= Problem to work on =
Every line in the listing below from the one with "filename crates/relkit/src/lib.rs" through the one with "pub use relkit_core::*;" is to be reproduced exactly, both ends included; leave out the rest.

--- Data supplied ---

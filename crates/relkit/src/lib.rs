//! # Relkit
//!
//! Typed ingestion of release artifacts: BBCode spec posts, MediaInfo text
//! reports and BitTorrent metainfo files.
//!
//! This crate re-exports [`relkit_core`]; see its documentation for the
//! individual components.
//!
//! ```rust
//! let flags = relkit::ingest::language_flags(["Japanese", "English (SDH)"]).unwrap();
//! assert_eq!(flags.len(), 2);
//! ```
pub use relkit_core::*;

---
--- Data supplied ---

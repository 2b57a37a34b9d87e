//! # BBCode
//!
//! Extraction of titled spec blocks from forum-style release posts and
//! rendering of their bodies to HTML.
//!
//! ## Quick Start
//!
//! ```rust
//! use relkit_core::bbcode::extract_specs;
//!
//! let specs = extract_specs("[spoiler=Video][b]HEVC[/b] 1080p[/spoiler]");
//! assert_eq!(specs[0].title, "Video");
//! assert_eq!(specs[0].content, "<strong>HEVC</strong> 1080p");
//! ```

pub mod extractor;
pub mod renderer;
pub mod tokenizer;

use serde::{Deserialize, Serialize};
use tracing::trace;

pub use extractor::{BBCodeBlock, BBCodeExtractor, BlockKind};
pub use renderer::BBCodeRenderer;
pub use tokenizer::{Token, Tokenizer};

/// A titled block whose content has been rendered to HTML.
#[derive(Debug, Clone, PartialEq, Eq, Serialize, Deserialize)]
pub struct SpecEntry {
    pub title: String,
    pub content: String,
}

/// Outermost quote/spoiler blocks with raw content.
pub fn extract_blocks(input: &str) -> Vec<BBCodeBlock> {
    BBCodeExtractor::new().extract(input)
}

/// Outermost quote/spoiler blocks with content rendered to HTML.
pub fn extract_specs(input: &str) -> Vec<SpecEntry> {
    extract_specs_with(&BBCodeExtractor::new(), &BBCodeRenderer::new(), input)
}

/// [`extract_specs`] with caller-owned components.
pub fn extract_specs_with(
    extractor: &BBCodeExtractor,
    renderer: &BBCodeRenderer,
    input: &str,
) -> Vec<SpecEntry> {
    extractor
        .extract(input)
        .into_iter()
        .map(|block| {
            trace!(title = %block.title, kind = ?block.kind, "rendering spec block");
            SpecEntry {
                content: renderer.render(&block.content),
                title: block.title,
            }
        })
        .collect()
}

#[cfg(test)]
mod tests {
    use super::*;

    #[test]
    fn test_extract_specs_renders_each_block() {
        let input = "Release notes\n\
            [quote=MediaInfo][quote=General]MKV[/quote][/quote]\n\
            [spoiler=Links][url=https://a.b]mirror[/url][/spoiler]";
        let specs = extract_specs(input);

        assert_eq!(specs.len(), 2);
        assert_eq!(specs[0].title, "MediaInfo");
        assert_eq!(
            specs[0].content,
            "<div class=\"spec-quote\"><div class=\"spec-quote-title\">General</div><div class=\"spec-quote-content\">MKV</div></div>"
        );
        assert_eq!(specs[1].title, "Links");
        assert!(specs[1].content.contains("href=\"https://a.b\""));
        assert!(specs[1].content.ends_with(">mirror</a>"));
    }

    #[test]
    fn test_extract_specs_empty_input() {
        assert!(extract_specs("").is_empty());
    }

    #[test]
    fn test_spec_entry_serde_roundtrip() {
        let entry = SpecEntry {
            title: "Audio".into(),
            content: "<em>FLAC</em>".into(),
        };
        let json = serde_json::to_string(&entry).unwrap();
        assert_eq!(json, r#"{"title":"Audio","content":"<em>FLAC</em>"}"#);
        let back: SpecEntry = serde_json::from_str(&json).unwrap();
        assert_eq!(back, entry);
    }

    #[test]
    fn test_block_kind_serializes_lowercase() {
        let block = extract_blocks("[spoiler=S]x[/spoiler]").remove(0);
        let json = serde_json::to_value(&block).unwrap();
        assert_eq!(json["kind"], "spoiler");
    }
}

---

= Task response =
filename crates/relkit/src/lib.rs
//! # Relkit
//!
//! Typed ingestion of release artifacts: BBCode spec posts, MediaInfo text
//! reports and BitTorrent metainfo files.
//!
//! This crate re-exports [`relkit_core`]; see its documentation for the
//! individual components.
//!
//! ```rust
//! let flags = relkit::ingest::language_flags(["Japanese", "English (SDH)"]).unwrap();
//! assert_eq!(flags.len(), 2);
//! ```
pub use relkit_core::*;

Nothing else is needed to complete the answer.